At the Right Place. At the Right Time.


Time to read 8 min

David Yarrow, recognized as one of the best-selling fine art photographers in the world, will be at Sorrel Sky Gallery - New York on Thursday, May 23, 2024 from 5-8PM.

David will give a talk about his groundbreaking work, including pieces from right here in New York City. David’s large-format, evocative, and immersive photography of life on earth is distinctive and has earned him an ever-growing following amongst art collectors.

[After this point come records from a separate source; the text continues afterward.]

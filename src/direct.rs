//! Direct store: the entry point.
//!
//! Builds the underlying store from an options tree, lays out and binds the
//! three root facades once, and binds a [`ContextProvider`] so actions and
//! getters can ask for typed contexts.

use crate::cache::CacheConfig;
use crate::config::FacadeConfig;
use crate::context::{ContextFactory, ContextProvider, DirectContext, DirectGetterContext};
use crate::error::FacadeError;
use crate::facade::{self, CommitFacade, DispatchFacade, GettersFacade};
use crate::options::StoreOptions;
use crate::store::{ActionContext, GetterContext, Store};
use crate::tree::{LayoutNode, ModulePath};
use serde_json::Value;
use std::fmt;
use std::sync::Arc;
use tracing::info;

/// A store bundled with its root facades.
pub struct DirectStore {
    original: Store,
    factory: Arc<ContextFactory>,
    provider: ContextProvider,
    getters: GettersFacade,
    commit: CommitFacade,
    dispatch: DispatchFacade,
}

impl DirectStore {
    pub fn new(options: StoreOptions) -> Result<Self, FacadeError> {
        Self::with_provider(options, &ContextProvider::new())
    }

    /// Build and bind `provider`, which action and getter closures inside
    /// `options` may already have captured.
    pub fn with_provider(options: StoreOptions, provider: &ContextProvider) -> Result<Self, FacadeError> {
        Self::build(options, provider, CacheConfig::default())
    }

    pub fn with_config(
        options: StoreOptions,
        provider: &ContextProvider,
        config: &FacadeConfig,
    ) -> Result<Self, FacadeError> {
        Self::build(options, provider, config.cache.clone())
    }

    fn build(options: StoreOptions, provider: &ContextProvider, cache: CacheConfig) -> Result<Self, FacadeError> {
        let options = Arc::new(options);
        let original = Store::new(Arc::clone(&options))?;
        let factory = Arc::new(ContextFactory::new(options, cache));

        let layout = factory.root_layout();
        let getters = facade::getters(layout, original.root_getters());
        let commit = facade::commit(layout, original.root_committer());
        let dispatch = facade::dispatch(layout, original.root_dispatcher());

        provider.bind(&factory)?;
        info!(keys = layout.key_count(), "Direct store ready");

        Ok(Self {
            original,
            factory,
            provider: provider.clone(),
            getters,
            commit,
            dispatch,
        })
    }

    /// Live root state.
    pub fn state(&self) -> Value {
        self.original.state()
    }

    pub fn getters(&self) -> &GettersFacade {
        &self.getters
    }

    pub fn commit(&self) -> &CommitFacade {
        &self.commit
    }

    pub fn dispatch(&self) -> &DispatchFacade {
        &self.dispatch
    }

    /// The underlying store, for string-keyed access.
    pub fn original(&self) -> &Store {
        &self.original
    }

    pub fn provider(&self) -> &ContextProvider {
        &self.provider
    }

    pub fn factory(&self) -> &Arc<ContextFactory> {
        &self.factory
    }

    /// Root facade layout: names and dispatch keys.
    pub fn layout(&self) -> &LayoutNode {
        self.factory.root_layout()
    }

    /// Typed context for an action declared on the root options.
    pub fn root_context(&self, context: &ActionContext) -> Result<Arc<DirectContext>, FacadeError> {
        self.module_context(context, &ModulePath::root())
    }

    /// Typed context for an action declared in the module at `path`.
    pub fn module_context(
        &self,
        context: &ActionContext,
        path: &ModulePath,
    ) -> Result<Arc<DirectContext>, FacadeError> {
        self.factory.action_context(Arc::new(context.clone()), path)
    }

    /// Typed context for a getter declared on the root options.
    pub fn root_getter_context(
        &self,
        context: &GetterContext,
    ) -> Result<Arc<DirectGetterContext>, FacadeError> {
        self.module_getter_context(context, &ModulePath::root())
    }

    /// Typed context for a getter declared in the module at `path`.
    pub fn module_getter_context(
        &self,
        context: &GetterContext,
        path: &ModulePath,
    ) -> Result<Arc<DirectGetterContext>, FacadeError> {
        self.factory.getter_context(Arc::new(context.clone()), path)
    }
}

impl fmt::Debug for DirectStore {
    fn fmt(&self, f: &mut fmt::Formatter<'_>) -> fmt::Result {
        f.debug_struct("DirectStore")
            .field("getters", &self.getters)
            .field("commit", &self.commit)
            .field("dispatch", &self.dispatch)
            .finish_non_exhaustive()
    }
}
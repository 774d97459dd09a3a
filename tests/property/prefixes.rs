//! Property-based tests for prefix resolution and facade layout

use direct_store::dispatch::{CallOptions, Committer};
use direct_store::facade;
use direct_store::identity::IdentityKey;
use direct_store::tree::{resolve_prefix, LayoutNode, MemberKind, ModulePath, ModuleShape};
use direct_store::StoreError;
use parking_lot::Mutex;
use proptest::prelude::*;
use serde_json::{json, Value};
use std::collections::BTreeMap;
use std::sync::Arc;

fn names() -> impl Strategy<Value = Vec<String>> {
    prop::collection::vec("[a-z]{1,6}", 0..3)
}

fn shape_strategy() -> impl Strategy<Value = ModuleShape> {
    let leaf = (any::<bool>(), names(), names(), names()).prop_map(
        |(namespaced, getters, mutations, actions)| ModuleShape {
            namespaced,
            getters,
            mutations,
            actions,
            modules: BTreeMap::new(),
        },
    );

    leaf.prop_recursive(3, 24, 3, |inner| {
        (
            any::<bool>(),
            names(),
            names(),
            names(),
            prop::collection::btree_map("[a-z]{1,6}", inner, 0..3),
        )
            .prop_map(|(namespaced, getters, mutations, actions, modules)| ModuleShape {
                namespaced,
                getters,
                mutations,
                actions,
                modules,
            })
    })
}

/// Every module path with its expected prefix and facade path, computed
/// directly from the namespaced flags along the way.
fn module_positions(shape: &ModuleShape) -> Vec<(ModulePath, String, Vec<String>)> {
    fn visit(
        node: &ModuleShape,
        path: ModulePath,
        facade_path: Vec<String>,
        out: &mut Vec<(ModulePath, String, Vec<String>)>,
    ) {
        let prefix: String = facade_path.iter().map(|name| format!("{}/", name)).collect();
        out.push((path.clone(), prefix, facade_path.clone()));
        for (name, child) in &node.modules {
            let mut child_facade = facade_path.clone();
            if child.namespaced {
                child_facade.push(name.clone());
            }
            visit(child, path.child(name.clone()), child_facade, out);
        }
    }

    let mut out = Vec::new();
    visit(shape, ModulePath::root(), Vec::new(), &mut out);
    out
}

#[derive(Default)]
struct Recorder {
    keys: Mutex<Vec<String>>,
}

impl Committer for Recorder {
    fn identity(&self) -> Option<IdentityKey> {
        None
    }

    fn commit(&self, key: &str, _payload: Value, _options: CallOptions) -> Result<(), StoreError> {
        self.keys.lock().push(key.to_string());
        Ok(())
    }
}

/// Dispatch key equals the facade access path with `.` read as `/`
#[test]
fn test_key_mirrors_access_path() {
    let mut runner = proptest::test_runner::TestRunner::default();

    runner
        .run(&shape_strategy(), |shape| {
            let layout = LayoutNode::from_tree(&shape);
            for entry in layout.entries() {
                prop_assert_eq!(entry.key.clone(), entry.access.replace('.', "/"));
            }
            Ok(())
        })
        .unwrap();
}

/// Resolved prefixes follow the namespaced flags, and every module's facade
/// node exists in the layout
#[test]
fn test_prefix_resolution_matches_namespacing() {
    let mut runner = proptest::test_runner::TestRunner::default();

    runner
        .run(&shape_strategy(), |shape| {
            let layout = LayoutNode::from_tree(&shape);
            for (path, expected, facade_path) in module_positions(&shape) {
                let prefix = resolve_prefix(&shape, &path).unwrap();
                prop_assert_eq!(prefix, expected);
                prop_assert!(layout.at(&facade_path).is_some());
            }
            Ok(())
        })
        .unwrap();
}

/// Building a layout twice from the same tree gives the same layout
#[test]
fn test_layout_determinism() {
    let mut runner = proptest::test_runner::TestRunner::default();

    runner
        .run(&shape_strategy(), |shape| {
            let first = LayoutNode::from_tree(&shape);
            let second = LayoutNode::from_tree(&shape.clone());
            prop_assert_eq!(first, second);
            Ok(())
        })
        .unwrap();
}

/// Each facade commit reaches the sink exactly once, with the member's key
#[test]
fn test_one_commit_per_call() {
    let mut runner = proptest::test_runner::TestRunner::default();

    runner
        .run(&shape_strategy(), |shape| {
            let layout = LayoutNode::from_tree(&shape);
            let recorder = Arc::new(Recorder::default());
            let commit = facade::commit(&layout, recorder.clone());

            let mutations: Vec<_> = layout
                .entries()
                .into_iter()
                .filter(|entry| entry.kind == MemberKind::Mutation)
                .collect();
            for entry in &mutations {
                let mut segments: Vec<&str> = entry.access.split('.').collect();
                let name = segments.pop().unwrap_or_default();
                let node = commit.at(&segments).unwrap();
                node.commit(name, json!(null)).unwrap();
            }

            let expected: Vec<String> = mutations.iter().map(|entry| entry.key.clone()).collect();
            prop_assert_eq!(recorder.keys.lock().clone(), expected);
            Ok(())
        })
        .unwrap();
}
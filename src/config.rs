//! Configuration System
//!
//! Settings for the facade layer and the `direct-store` binary: context
//! cache behavior and logging. Hierarchical: merge-policy defaults, then a
//! config file, then `DIRECT_STORE__*` environment overrides.

use crate::cache::CacheConfig;
use crate::logging::LoggingConfig;
use serde::{Deserialize, Serialize};

mod loader;
mod merge {
    pub(crate) mod merge_policy;
}
mod sources {
    pub(crate) mod environment;
    pub(crate) mod explicit_file;
    pub(crate) mod global_file;
}

pub use loader::ConfigLoader;
pub use sources::environment::{ENV_PREFIX, ENV_SEPARATOR};

/// Root configuration structure
#[derive(Debug, Clone, Default, PartialEq, Eq, Serialize, Deserialize)]
pub struct FacadeConfig {
    /// Context cache settings
    #[serde(default)]
    pub cache: CacheConfig,

    /// Logging configuration
    #[serde(default)]
    pub logging: LoggingConfig,
}

/// Configuration validation errors
#[derive(Debug, Clone, PartialEq, Eq)]
pub enum ValidationError {
    Logging(String),
}

impl std::fmt::Display for ValidationError {
    fn fmt(&self, f: &mut std::fmt::Formatter<'_>) -> std::fmt::Result {
        match self {
            ValidationError::Logging(msg) => write!(f, "Logging: {}", msg),
        }
    }
}

impl std::error::Error for ValidationError {}

impl FacadeConfig {
    /// Validate the entire configuration
    pub fn validate(&self) -> Result<(), Vec<ValidationError>> {
        let mut errors = Vec::new();

        if let Err(e) = self.logging.validate() {
            errors.push(ValidationError::Logging(e));
        }

        if errors.is_empty() {
            Ok(())
        } else {
            Err(errors)
        }
    }
}
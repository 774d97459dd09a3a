//! CLI output: error mapping from domain errors to stable CLI surface.

use crate::error::FacadeError;

/// Map domain errors to a string for CLI output.
pub fn map_error(e: &FacadeError) -> String {
    match e {
        FacadeError::Options(inner) => format!("Invalid options tree: {}", inner),
        FacadeError::UnknownModule(path) => format!("No module at path {}", path),
        other => other.to_string(),
    }
}
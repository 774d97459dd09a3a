//! Configuration loading: merge-policy defaults, then a config file, then
//! environment overrides.

use super::merge::merge_policy;
use super::sources::{environment, explicit_file, global_file};
use super::FacadeConfig;
use crate::error::FacadeError;
use std::path::{Path, PathBuf};
use tracing::debug;

/// Loads [`FacadeConfig`] from layered sources.
pub struct ConfigLoader;

impl ConfigLoader {
    /// Defaults, the global config file if present, then environment.
    pub fn load() -> Result<FacadeConfig, FacadeError> {
        let builder = merge_policy::builder_with_defaults()?;
        let builder = global_file::add_to_builder(builder)?;
        let builder = environment::add_to_builder(builder);
        Self::finish(builder.build()?.try_deserialize()?)
    }

    /// Defaults, the given file (must exist), then environment.
    pub fn load_from_file(path: &Path) -> Result<FacadeConfig, FacadeError> {
        let builder = merge_policy::builder_with_defaults()?;
        let builder = explicit_file::add_to_builder(builder, path)?;
        let builder = environment::add_to_builder(builder);
        debug!(config_path = %path.display(), "Loading configuration file");
        Self::finish(builder.build()?.try_deserialize()?)
    }

    /// Path of the global config file, when one can be derived.
    pub fn global_config_path() -> Option<PathBuf> {
        global_file::global_config_path()
    }

    fn finish(config: FacadeConfig) -> Result<FacadeConfig, FacadeError> {
        config.validate().map_err(|errors| {
            let messages: Vec<String> = errors.iter().map(ToString::to_string).collect();
            FacadeError::ConfigError(messages.join("; "))
        })?;
        Ok(config)
    }
}
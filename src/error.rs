//! Error types for the direct store facade and its reference dispatch store.

use thiserror::Error;

/// Errors raised by the underlying dispatch store.
///
/// Facades never translate these; a commit through a facade fails exactly the
/// way a string-keyed commit against the store would.
#[derive(Debug, Clone, Error, PartialEq, Eq)]
pub enum StoreError {
    #[error("Unknown mutation type: {0}")]
    UnknownMutation(String),

    #[error("Unknown action type: {0}")]
    UnknownAction(String),

    #[error("Unknown getter: {0}")]
    UnknownGetter(String),

    #[error("Action failed: {0}")]
    ActionFailed(String),

    #[error("Invalid state path: {0}")]
    InvalidStatePath(String),
}

/// Build-time errors in an options tree. Always fatal, always reported at
/// construction.
#[derive(Debug, Clone, Error, PartialEq, Eq)]
pub enum OptionsError {
    #[error("Invalid {kind} name {name:?} in module {module}: {reason}")]
    InvalidName {
        kind: &'static str,
        name: String,
        module: String,
        reason: &'static str,
    },

    #[error("State of module {0} must be an object to hold child module state")]
    StateNotObject(String),
}

/// Errors raised by facade navigation and context construction.
#[derive(Debug, Error)]
pub enum FacadeError {
    #[error("No {kind} named {name:?} on facade node {path}")]
    UnknownMember {
        kind: &'static str,
        name: String,
        path: String,
    },

    #[error("Module not found in options tree: {0}")]
    UnknownModule(String),

    #[error("Context provider is not bound to a store yet")]
    Unbound,

    #[error("Context provider is already bound to a store")]
    AlreadyBound,

    #[error("Configuration error: {0}")]
    ConfigError(String),

    #[error("Failed to load shape file {path}: {message}")]
    ShapeFile { path: String, message: String },

    #[error("Store error: {0}")]
    Store(#[from] StoreError),

    #[error("Options error: {0}")]
    Options(#[from] OptionsError),
}

impl From<config::ConfigError> for FacadeError {
    fn from(err: config::ConfigError) -> Self {
        FacadeError::ConfigError(err.to_string())
    }
}
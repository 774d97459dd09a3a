//! Namespace scopes and the getter/commit/dispatch handles bound to them.
//!
//! The store keeps one [`Scope`] per distinct namespace. Every module in that
//! namespace, namespaced or merged, shares the scope's handles, and with them
//! one identity.

use super::StoreInner;
use crate::dispatch::{CallOptions, Committer, Dispatcher, GetterSource, Pending};
use crate::error::StoreError;
use crate::identity::{Identity, IdentityKey};
use serde_json::Value;
use std::sync::Arc;

/// A dispatch-key namespace (`""` at the root, `"a/b/"` below).
#[derive(Debug)]
pub struct Scope {
    namespace: String,
    identity: Identity,
}

impl Scope {
    pub fn new(namespace: impl Into<String>) -> Self {
        Self {
            namespace: namespace.into(),
            identity: Identity::new(),
        }
    }

    pub fn namespace(&self) -> &str {
        &self.namespace
    }

    pub fn identity(&self) -> &Identity {
        &self.identity
    }

    /// Full dispatch key for `key` issued from this scope.
    pub fn qualify(&self, key: &str, options: CallOptions) -> String {
        if options.root || self.namespace.is_empty() {
            key.to_string()
        } else {
            format!("{}{}", self.namespace, key)
        }
    }
}

/// Getter source, committer and dispatcher for one scope.
#[derive(Clone)]
pub struct ScopeHandle {
    store: Arc<StoreInner>,
    scope: Arc<Scope>,
}

impl ScopeHandle {
    pub(crate) fn new(store: Arc<StoreInner>, scope: Arc<Scope>) -> Self {
        Self { store, scope }
    }

    pub fn namespace(&self) -> &str {
        self.scope.namespace()
    }
}

impl GetterSource for ScopeHandle {
    fn identity(&self) -> Option<IdentityKey> {
        Some(self.scope.identity().key())
    }

    fn get(&self, key: &str) -> Result<Value, StoreError> {
        let full = self.scope.qualify(key, CallOptions::default());
        StoreInner::getter(&self.store, &full)
    }
}

impl Committer for ScopeHandle {
    fn identity(&self) -> Option<IdentityKey> {
        Some(self.scope.identity().key())
    }

    fn commit(&self, key: &str, payload: Value, options: CallOptions) -> Result<(), StoreError> {
        let full = self.scope.qualify(key, options);
        self.store.commit(&full, payload)
    }
}

impl Dispatcher for ScopeHandle {
    fn identity(&self) -> Option<IdentityKey> {
        Some(self.scope.identity().key())
    }

    fn dispatch(&self, key: &str, payload: Value, options: CallOptions) -> Pending {
        let full = self.scope.qualify(key, options);
        StoreInner::dispatch(&self.store, &full, payload)
    }
}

The scenes David captures are the result of two major factors. The first is spadework. The second is access. He and his team put in countless hours doing research and scouting for locations, initiating and maintaining connections with local, national, and international public figures to photograph some of the world’s most unreachable and at times dangerous environments. The final image may be one of only two or three that he feels is good enough to make available each year. The results are intimate, evocative, bringing the viewer into close proximity with people, places, and wildlife that they may never encounter on their own.

Keep scrolling to read the story behind some of David’s images.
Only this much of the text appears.